Elliott Vichinsky, MD: I studied sickle cell in young adults and reported some cases when they had the other epidemics of flu-like infections, and we did see a lot of seriously ill kids. But what I was concerned about in follow-up of those kids was how they developed more reactive and restrictive lung disease problems. It’s important, because sickle has underlying injuries, to follow up and see what the long-term effects are in their organ function. Though I am encouraged by what you’re talking about.
Julie Kanter, MD: You’re right. I’ve been trying to figure out if we should preemptively schedule postcoronavirus PFTs [pulmonary function tests] and echocardiograms because we’ve also seen some postcoronavirus echocardiographic abnormalities in people without sickle cell disease. Could we catch some things earlier if we look? I don’t think we know yet.
Michael DeBaun, MD, MPH: Yes, not to mention kidney disease and brain.
Julie Kanter, MD: Thankfully, like Wally, we have not seen many individuals die as a result of COVID-19, but I have seen a lot of worsening of kidney disease. You mentioned it earlier, Michael, how kidney disease is the underspoken problem in sickle cell, especially because many of the adults with severe kidney disease don’t have as much pain. I’ve often found they’re not referred to the specialist when they need to be. I’m flabbergasted at people I see in my clinic who’ve never seen a sickle cell specialist, and they’re 50 years of age with kidney failure.

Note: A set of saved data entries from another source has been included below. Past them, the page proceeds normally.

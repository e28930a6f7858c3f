//! Grid derivation for room initialization.
//!
//! A room spec carries its static geometry as a list of 1-based object
//! indices laid out row-major across the `width`×`height` grid. This module
//! turns that list into the blocked cell set and derives the initial free
//! set, keeping the partition invariant from the start:
//! blocked ∪ free = all cells, disjoint (occupied starts empty).

use crate::types::Cell;
use std::collections::HashSet;

/// Maps a 1-based object index to its cell on a grid of the given width.
///
/// Index 1 is cell (1,1), index `width` is (`width`,1), index `width`+1
/// wraps to (1,2), and so on.
pub fn object_cell(index: u32, width: u32) -> Cell {
    let zero_based = index - 1;
    Cell::new((zero_based % width) + 1, (zero_based / width) + 1)
}

/// Derives the blocked cell set from a room spec's object indices.
///
/// Indices that fall outside the grid (index 0, or beyond width×height) are
/// ignored so a malformed map cannot smuggle out-of-grid cells into the
/// partition. The cell count is computed in u64 because width×height can
/// exceed u32 for unvalidated geometry.
pub fn blocked_cells(width: u32, height: u32, object_indices: &[u32]) -> HashSet<Cell> {
    let cell_count = u64::from(width) * u64::from(height);
    object_indices
        .iter()
        .filter(|&&index| index >= 1 && u64::from(index) <= cell_count)
        .map(|&index| object_cell(index, width))
        .collect()
}

/// All cells of a `width`×`height` grid, row-major, 1-based.
pub fn all_cells(width: u32, height: u32) -> impl Iterator<Item = Cell> {
    (1..=height).flat_map(move |y| (1..=width).map(move |x| Cell::new(x, y)))
}

/// The initial free set: every grid cell not blocked.
pub fn free_cells(width: u32, height: u32, blocked: &HashSet<Cell>) -> HashSet<Cell> {
    all_cells(width, height)
        .filter(|cell| !blocked.contains(cell))
        .collect()
}

#[cfg(test)]
mod tests {
    use super::*;

    #[test]
    fn object_indices_lay_out_row_major() {
        assert_eq!(object_cell(1, 4), Cell::new(1, 1));
        assert_eq!(object_cell(4, 4), Cell::new(4, 1));
        assert_eq!(object_cell(5, 4), Cell::new(1, 2));
        assert_eq!(object_cell(8, 4), Cell::new(4, 2));
    }

    #[test]
    fn out_of_grid_indices_are_ignored() {
        let blocked = blocked_cells(2, 2, &[0, 1, 4, 5, 99]);
        assert_eq!(
            blocked,
            HashSet::from([Cell::new(1, 1), Cell::new(2, 2)])
        );
    }

    #[test]
    fn extreme_dimensions_do_not_overflow_the_cell_count() {
        let blocked = blocked_cells(65_536, 65_536, &[5]);
        assert_eq!(blocked, HashSet::from([Cell::new(5, 1)]));
    }

    #[test]
    fn blocked_and_free_partition_the_grid() {
        let width = 5;
        let height = 3;
        let blocked = blocked_cells(width, height, &[2, 7, 11, 15]);
        let free = free_cells(width, height, &blocked);

        assert_eq!(blocked.len() + free.len(), (width * height) as usize);
        assert!(blocked.is_disjoint(&free));

        let mut union: HashSet<Cell> = blocked.clone();
        union.extend(free.iter().copied());
        assert_eq!(union, all_cells(width, height).collect());
    }

    #[test]
    fn empty_object_list_frees_the_whole_grid() {
        let free = free_cells(3, 1, &HashSet::new());
        assert_eq!(free.len(), 3);
    }
}
//! Message handling and routing for client-server communication.
//!
//! This module provides the infrastructure for parsing incoming client verbs
//! and dispatching them to their handlers, plus the typed wire messages the
//! gateway sends back.

pub mod router;
pub mod types;

pub use router::route_client_message;
pub use types::{AckStatus, ClientVerb, PlayerState, ServerMessage};
//! Vocal "emotion" heuristic
//!
//! The four channels are a proxy computed from spectral energy of the local
//! microphone. They are not a calibrated emotion classifier and are meant for
//! UI affordances only.

use serde::{Deserialize, Serialize};

/// Spectral features of one analysis window
#[derive(Debug, Clone, Copy, PartialEq, Serialize, Deserialize)]
pub struct SpectrumFeatures {
    /// Mean magnitude across all bins
    pub avg: f32,
    /// Peak magnitude
    pub max: f32,
    /// Mean magnitude over the upper half of the bins
    pub high_freq_avg: f32,
}

impl SpectrumFeatures {
    pub fn from_bins(bins: &[u8]) -> Self {
        if bins.is_empty() {
            return Self {
                avg: 0.0,
                max: 0.0,
                high_freq_avg: 0.0,
            };
        }

        let mean = |slice: &[u8]| -> f32 {
            if slice.is_empty() {
                0.0
            } else {
                slice.iter().map(|&b| b as f32).sum::<f32>() / slice.len() as f32
            }
        };

        Self {
            avg: mean(bins),
            max: bins.iter().copied().max().unwrap_or(0) as f32,
            high_freq_avg: mean(&bins[bins.len() / 2..]),
        }
    }
}

/// Behavioural telemetry snapshot, each channel in [0, 100]
#[derive(Debug, Clone, Copy, PartialEq, Serialize, Deserialize)]
pub struct EmotionSnapshot {
    pub confidence: f32,
    pub energy: f32,
    pub stress: f32,
    pub engagement: f32,
}

fn clamp_percent(value: f32) -> f32 {
    value.clamp(0.0, 100.0)
}

impl EmotionSnapshot {
    pub fn from_features(f: SpectrumFeatures) -> Self {
        let confidence = f.avg / 128.0 * 100.0 + 20.0;
        let energy = f.max / 255.0 * 100.0;
        let stress = f.high_freq_avg / 128.0 * 80.0 + if f.avg > 100.0 { 20.0 } else { 0.0 };
        let engagement = if f.avg > 10.0 {
            70.0 + f.avg / 128.0 * 30.0
        } else {
            30.0
        };

        Self {
            confidence: clamp_percent(confidence),
            energy: clamp_percent(energy),
            stress: clamp_percent(stress),
            engagement: clamp_percent(engagement),
        }
    }

    pub fn from_bins(bins: &[u8]) -> Self {
        Self::from_features(SpectrumFeatures::from_bins(bins))
    }
}
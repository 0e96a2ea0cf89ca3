use chrono::Utc;
use std::sync::Arc;
use tokio::sync::{broadcast, mpsc, oneshot, watch, Mutex};
use tokio::task::JoinHandle;
use tokio_util::sync::CancellationToken;
use tracing::{error, info, warn};

use super::config::SessionConfig;
use super::driver::{SessionDriver, SessionInput};
use super::ledger::UsageLedger;
use super::stats::{LifecycleEvent, SessionEvent, SessionState, SessionStats};
use crate::audio::{MediaDevices, PlaybackSink};
use crate::error::{VoiceError, VoiceResult};
use crate::events::EventStreamProcessor;
use crate::signaling::{Negotiator, SignalingClient, TokenIssuer, TransportFactory};

/// External collaborators of the session engine
#[derive(Clone)]
pub struct Collaborators {
    pub token_issuer: Arc<dyn TokenIssuer>,
    pub negotiator: Arc<dyn Negotiator>,
    pub media: Arc<dyn MediaDevices>,
    pub transports: Arc<dyn TransportFactory>,
    pub ledger: Arc<dyn UsageLedger>,
    /// Renders the remote stream, if the caller wants audio out
    pub playback: Option<Arc<dyn PlaybackSink>>,
}

struct ActiveSession {
    session_id: String,
    control: mpsc::UnboundedSender<SessionInput>,
    driver: JoinHandle<SessionStats>,
    stats: watch::Receiver<SessionStats>,
}

/// A connect in flight; `finished` resolves once `start()` has cleaned up
struct ConnectAttempt {
    cancel: CancellationToken,
    finished: watch::Receiver<()>,
}

pub(crate) struct ManagerInner {
    state: SessionState,
    connecting: Option<ConnectAttempt>,
    active: Option<ActiveSession>,
    last_stats: Option<SessionStats>,
}

impl ManagerInner {
    pub(crate) fn session_ended(&mut self, session_id: &str, stats: SessionStats) {
        let owned = match &self.active {
            Some(active) => active.session_id == session_id,
            None => true,
        };
        if !owned {
            return;
        }
        self.active = None;
        self.state = SessionState::Ended;
        self.last_stats = Some(stats);
    }
}

/// Owns the voice session lifecycle: `Idle -> Connecting -> Active -> Ended`
///
/// At most one session runs at a time. A new `start()` after `Ended`
/// allocates a fresh session.
pub struct SessionManager {
    config: SessionConfig,
    collaborators: Collaborators,
    events: broadcast::Sender<SessionEvent>,
    inner: Arc<Mutex<ManagerInner>>,
}

impl SessionManager {
    pub fn new(config: SessionConfig, collaborators: Collaborators) -> Self {
        let (events, _) = broadcast::channel(config.event_capacity.max(16));
        Self {
            config,
            collaborators,
            events,
            inner: Arc::new(Mutex::new(ManagerInner {
                state: SessionState::Idle,
                connecting: None,
                active: None,
                last_stats: None,
            })),
        }
    }

    /// Subscribe to session events
    pub fn subscribe(&self) -> broadcast::Receiver<SessionEvent> {
        self.events.subscribe()
    }

    pub async fn state(&self) -> SessionState {
        self.inner.lock().await.state
    }

    /// Live stats of the running session, or the last ended one
    pub async fn stats(&self) -> Option<SessionStats> {
        let inner = self.inner.lock().await;
        match &inner.active {
            Some(active) => Some(active.stats.borrow().clone()),
            None => inner.last_stats.clone(),
        }
    }

    /// Start a session for `user_id`, returning its id
    pub async fn start(&self, user_id: &str) -> VoiceResult<String> {
        self.config.validate()?;

        let cancel = CancellationToken::new();
        let (finished_tx, finished) = watch::channel(());

        let remaining = {
            let mut inner = self.inner.lock().await;
            if matches!(inner.state, SessionState::Connecting | SessionState::Active) {
                return Err(VoiceError::InvalidState(format!(
                    "a session is already {}",
                    inner.state
                )));
            }

            let remaining = self
                .collaborators
                .ledger
                .remaining_seconds_today(user_id)
                .await?;
            if remaining <= 0 {
                warn!("Voice budget exhausted for {}", user_id);
                return Err(VoiceError::BudgetExhausted);
            }

            inner.state = SessionState::Connecting;
            inner.connecting = Some(ConnectAttempt {
                cancel: cancel.clone(),
                finished,
            });
            remaining as u64
        };

        info!("Starting voice session for {} ({}s budget left)", user_id, remaining);
        self.emit(SessionEvent::Lifecycle(LifecycleEvent::Connecting {
            user_id: user_id.to_string(),
        }));

        let mut guard = ConnectingGuard {
            inner: Arc::clone(&self.inner),
            cancel: cancel.clone(),
            finished: Some(finished_tx),
            armed: true,
        };

        let client = self.signaling_client();
        let result = tokio::select! {
            result = client.connect() => result,
            _ = cancel.cancelled() => Err(VoiceError::Cancelled),
        };

        let mut inner = self.inner.lock().await;
        guard.armed = false;
        inner.connecting = None;

        let mut connection = match result {
            Ok(connection) => connection,
            Err(e) => return Err(self.connect_failed(&mut inner, e)),
        };
        if cancel.is_cancelled() {
            connection.teardown().await;
            return Err(self.connect_failed(&mut inner, VoiceError::Cancelled));
        }

        let session_id = format!("voice-{}", uuid::Uuid::new_v4());
        let started_at = Utc::now();
        let (control, inbound) = mpsc::unbounded_channel();
        let (stats_tx, stats) = watch::channel(SessionStats {
            session_id: session_id.clone(),
            user_id: user_id.to_string(),
            state: SessionState::Active,
            started_at,
            elapsed_seconds: 0,
            remaining_budget_seconds: remaining,
            end_reason: None,
        });

        let driver = SessionDriver {
            session_id: session_id.clone(),
            user_id: user_id.to_string(),
            started_at,
            elapsed: 0,
            remaining,
            config: self.config.clone(),
            connection,
            processor: EventStreamProcessor::new(),
            inbound,
            inbound_tx: control.clone(),
            events: self.events.clone(),
            stats: stats_tx,
            ledger: Arc::clone(&self.collaborators.ledger),
            playback: self.collaborators.playback.clone(),
            shared: Arc::clone(&self.inner),
            clock: None,
            sampler: None,
            forwarder: None,
            playback_attached: false,
        };

        inner.state = SessionState::Active;
        self.emit(SessionEvent::Lifecycle(LifecycleEvent::Active {
            session_id: session_id.clone(),
            remaining_budget_seconds: remaining,
        }));

        let driver = driver.spawn();
        inner.active = Some(ActiveSession {
            session_id: session_id.clone(),
            control,
            driver,
            stats,
        });

        info!("Voice session {} active", session_id);

        Ok(session_id)
    }

    /// Stop the current session
    ///
    /// While connecting, cancels the attempt and returns `None` once the
    /// microphone is released and the manager is back to `Idle`. While
    /// active, ends the session and returns its final stats.
    pub async fn stop(&self) -> VoiceResult<Option<SessionStats>> {
        let active = {
            let mut inner = self.inner.lock().await;
            let state = inner.state;
            match state {
                SessionState::Connecting => {
                    let finished = inner.connecting.as_ref().map(|attempt| {
                        info!("Cancelling voice session connection attempt");
                        attempt.cancel.cancel();
                        attempt.finished.clone()
                    });
                    drop(inner);

                    // Resolves when the attempt drops its sender
                    if let Some(mut finished) = finished {
                        let _ = finished.changed().await;
                    }
                    return Ok(None);
                }
                SessionState::Active => inner.active.take(),
                SessionState::Idle | SessionState::Ended => return Err(VoiceError::NotActive),
            }
        };

        let Some(active) = active else {
            return Err(VoiceError::NotActive);
        };

        let _ = active.control.send(SessionInput::Stop);

        match active.driver.await {
            Ok(stats) => Ok(Some(stats)),
            Err(e) => {
                error!("Session {} driver panicked: {}", active.session_id, e);
                let stats = active.stats.borrow().clone();
                let mut inner = self.inner.lock().await;
                inner.session_ended(&active.session_id, stats);
                Err(VoiceError::InvalidState(format!("session driver failed: {}", e)))
            }
        }
    }

    /// Inject a user text turn without consuming audio budget
    pub async fn send_out_of_band_text(&self, text: &str) -> VoiceResult<()> {
        if text.trim().is_empty() {
            return Err(VoiceError::Protocol("Out-of-band text is empty".to_string()));
        }

        let control = {
            let inner = self.inner.lock().await;
            match (&inner.state, &inner.active) {
                (SessionState::Active, Some(active)) => active.control.clone(),
                _ => return Err(VoiceError::NotActive),
            }
        };

        let (reply, response) = oneshot::channel();
        control
            .send(SessionInput::SendText {
                text: text.to_string(),
                reply,
            })
            .map_err(|_| VoiceError::NotActive)?;

        response.await.map_err(|_| VoiceError::NotActive)?
    }

    fn signaling_client(&self) -> SignalingClient {
        SignalingClient::new(
            Arc::clone(&self.collaborators.token_issuer),
            Arc::clone(&self.collaborators.negotiator),
            Arc::clone(&self.collaborators.media),
            Arc::clone(&self.collaborators.transports),
        )
        .with_constraints(self.config.capture.clone())
        .with_transport_spec(self.config.transport.clone())
        .with_timeouts(self.config.connect_timeouts())
    }

    fn connect_failed(&self, inner: &mut ManagerInner, err: VoiceError) -> VoiceError {
        warn!("Voice session failed to connect: {}", err);
        inner.state = SessionState::Idle;
        self.emit(SessionEvent::ConnectFailed {
            kind: err.kind(),
            message: err.to_string(),
        });
        err
    }

    fn emit(&self, event: SessionEvent) {
        let _ = self.events.send(event);
    }
}

impl Drop for SessionManager {
    fn drop(&mut self) {
        if let Ok(inner) = self.inner.try_lock() {
            if let Some(attempt) = &inner.connecting {
                attempt.cancel.cancel();
            }
            if let Some(active) = &inner.active {
                let _ = active.control.send(SessionInput::Stop);
            }
        }
    }
}

/// Returns the manager to `Idle` if a `start()` future is dropped mid-connect
///
/// Holds the attempt's `finished` sender, so a waiting `stop()` wakes only
/// after the state is settled.
struct ConnectingGuard {
    inner: Arc<Mutex<ManagerInner>>,
    cancel: CancellationToken,
    finished: Option<watch::Sender<()>>,
    armed: bool,
}

impl Drop for ConnectingGuard {
    fn drop(&mut self) {
        if !self.armed {
            return;
        }
        self.cancel.cancel();
        let inner = Arc::clone(&self.inner);
        let finished = self.finished.take();
        if let Ok(handle) = tokio::runtime::Handle::try_current() {
            handle.spawn(async move {
                let mut inner = inner.lock().await;
                if inner.state == SessionState::Connecting {
                    warn!("Connection attempt abandoned, returning to idle");
                    inner.state = SessionState::Idle;
                    inner.connecting = None;
                }
                drop(finished);
            });
        }
    }
}
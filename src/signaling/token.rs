use chrono::{DateTime, TimeZone, Utc};
use serde::{Deserialize, Serialize};
use std::fmt;
use std::time::Duration;
use tracing::{info, warn};

use crate::error::{VoiceError, VoiceResult};

/// Single-use, short-lived credential for one negotiation
///
/// The value is consumed by [`super::Negotiator::exchange`] and never logged;
/// `Debug` redacts it. Not `Clone`, so it cannot outlive its one exchange.
pub struct EphemeralCredential {
    value: String,
    expires_at: DateTime<Utc>,
}

impl EphemeralCredential {
    pub fn new(value: impl Into<String>, expires_at: DateTime<Utc>) -> Self {
        Self {
            value: value.into(),
            expires_at,
        }
    }

    pub fn expires_at(&self) -> DateTime<Utc> {
        self.expires_at
    }

    pub fn is_expired(&self, now: DateTime<Utc>) -> bool {
        now >= self.expires_at
    }

    /// Consume the credential, yielding the bearer value
    pub fn into_bearer(self) -> String {
        self.value
    }
}

impl fmt::Debug for EphemeralCredential {
    fn fmt(&self, f: &mut fmt::Formatter<'_>) -> fmt::Result {
        f.debug_struct("EphemeralCredential")
            .field("value", &"<redacted>")
            .field("expires_at", &self.expires_at)
            .finish()
    }
}

/// Issues ephemeral credentials for the remote peer
#[async_trait::async_trait]
pub trait TokenIssuer: Send + Sync {
    async fn request_ephemeral_credential(&self) -> VoiceResult<EphemeralCredential>;
}

#[derive(Debug, Serialize)]
struct TokenRequest<'a> {
    model: &'a str,
    voice: &'a str,
}

#[derive(Debug, Deserialize)]
struct SecretBody {
    value: String,
    expires_at: i64,
}

/// Issuers either wrap the secret in `client_secret` or return it bare
#[derive(Debug, Deserialize)]
#[serde(untagged)]
enum TokenResponse {
    Wrapped { client_secret: SecretBody },
    Bare(SecretBody),
}

impl TokenResponse {
    fn into_secret(self) -> SecretBody {
        match self {
            TokenResponse::Wrapped { client_secret } => client_secret,
            TokenResponse::Bare(secret) => secret,
        }
    }
}

/// Token issuer reached over HTTP
pub struct HttpTokenIssuer {
    client: reqwest::Client,
    url: String,
    api_key: Option<String>,
    model: String,
    voice: String,
}

impl HttpTokenIssuer {
    pub fn new(
        url: impl Into<String>,
        model: impl Into<String>,
        voice: impl Into<String>,
        timeout: Duration,
    ) -> VoiceResult<Self> {
        let client = reqwest::Client::builder()
            .timeout(timeout)
            .build()
            .map_err(|e| VoiceError::Config(format!("Failed to build HTTP client: {}", e)))?;

        Ok(Self {
            client,
            url: url.into(),
            api_key: None,
            model: model.into(),
            voice: voice.into(),
        })
    }

    /// Authenticate against the issuer itself
    pub fn with_api_key(mut self, api_key: impl Into<String>) -> Self {
        self.api_key = Some(api_key.into());
        self
    }
}

#[async_trait::async_trait]
impl TokenIssuer for HttpTokenIssuer {
    async fn request_ephemeral_credential(&self) -> VoiceResult<EphemeralCredential> {
        info!("Requesting ephemeral credential from {}", self.url);

        let mut request = self.client.post(&self.url).json(&TokenRequest {
            model: &self.model,
            voice: &self.voice,
        });
        if let Some(key) = &self.api_key {
            request = request.bearer_auth(key);
        }

        let response = request
            .send()
            .await
            .map_err(|e| VoiceError::Token(format!("Token issuer unreachable: {}", e)))?;

        let status = response.status();
        if !status.is_success() {
            warn!("Token issuer returned HTTP {}", status);
            return Err(VoiceError::Token(format!("Token issuer returned HTTP {}", status)));
        }

        let secret = response
            .json::<TokenResponse>()
            .await
            .map_err(|e| VoiceError::Token(format!("Malformed token response: {}", e)))?
            .into_secret();

        if secret.value.is_empty() {
            return Err(VoiceError::Token("Token issuer returned no credential".to_string()));
        }

        let expires_at = Utc
            .timestamp_opt(secret.expires_at, 0)
            .single()
            .ok_or_else(|| {
                VoiceError::Token(format!("Invalid credential expiry: {}", secret.expires_at))
            })?;

        info!("Ephemeral credential issued (expires {})", expires_at);

        Ok(EphemeralCredential::new(secret.value, expires_at))
    }
}
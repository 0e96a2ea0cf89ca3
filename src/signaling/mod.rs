//! Connection establishment with the remote model
//!
//! This module handles:
//! - Ephemeral credential issuance
//! - Microphone acquisition
//! - Offer/answer exchange with the remote peer
//! - The transport carrying audio tracks and the protocol data channel

mod client;
mod negotiate;
mod token;
mod transport;

pub use client::{ConnectTimeouts, Connection, SignalingClient};
pub use negotiate::{HttpNegotiator, Negotiator, SdpType, SessionDescription};
pub use token::{EphemeralCredential, HttpTokenIssuer, TokenIssuer};
pub use transport::{PeerTransport, TransportEvent, TransportFactory, TransportGuard, TransportSpec};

Michael DeBaun, MD, MPH: It turns out that when we did the regression analysis, the 1 modifiable factor for death was referral to a nephrologist within 6 months of the onset of dialysis. If they saw a nephrologist, their rate of mortality was significantly lower than if they had never seen a nephrologist in previous 6 months. You’re absolutely right, but this gets back to the broader picture that we talked about: access to care and who’s going to help? Remember, 50% of the adults with SS [sickle cell anemia] have silent infarcts, so the minute you start adding multiple care appointments—the nephrologist, the pulmonologist, the hematologist, the primary care doctor—we would be remiss if we didn’t mention the importance of the primary care doctor in a population that has 30% depression. The hematologist is not the expert on how to manage depression. No matter how many drugs we give, no matter how well we think we’re versed in depression, we’re not the experts. That’s the primary care doctor’s domain of expertise. You can see why this becomes very complicated extremely fast.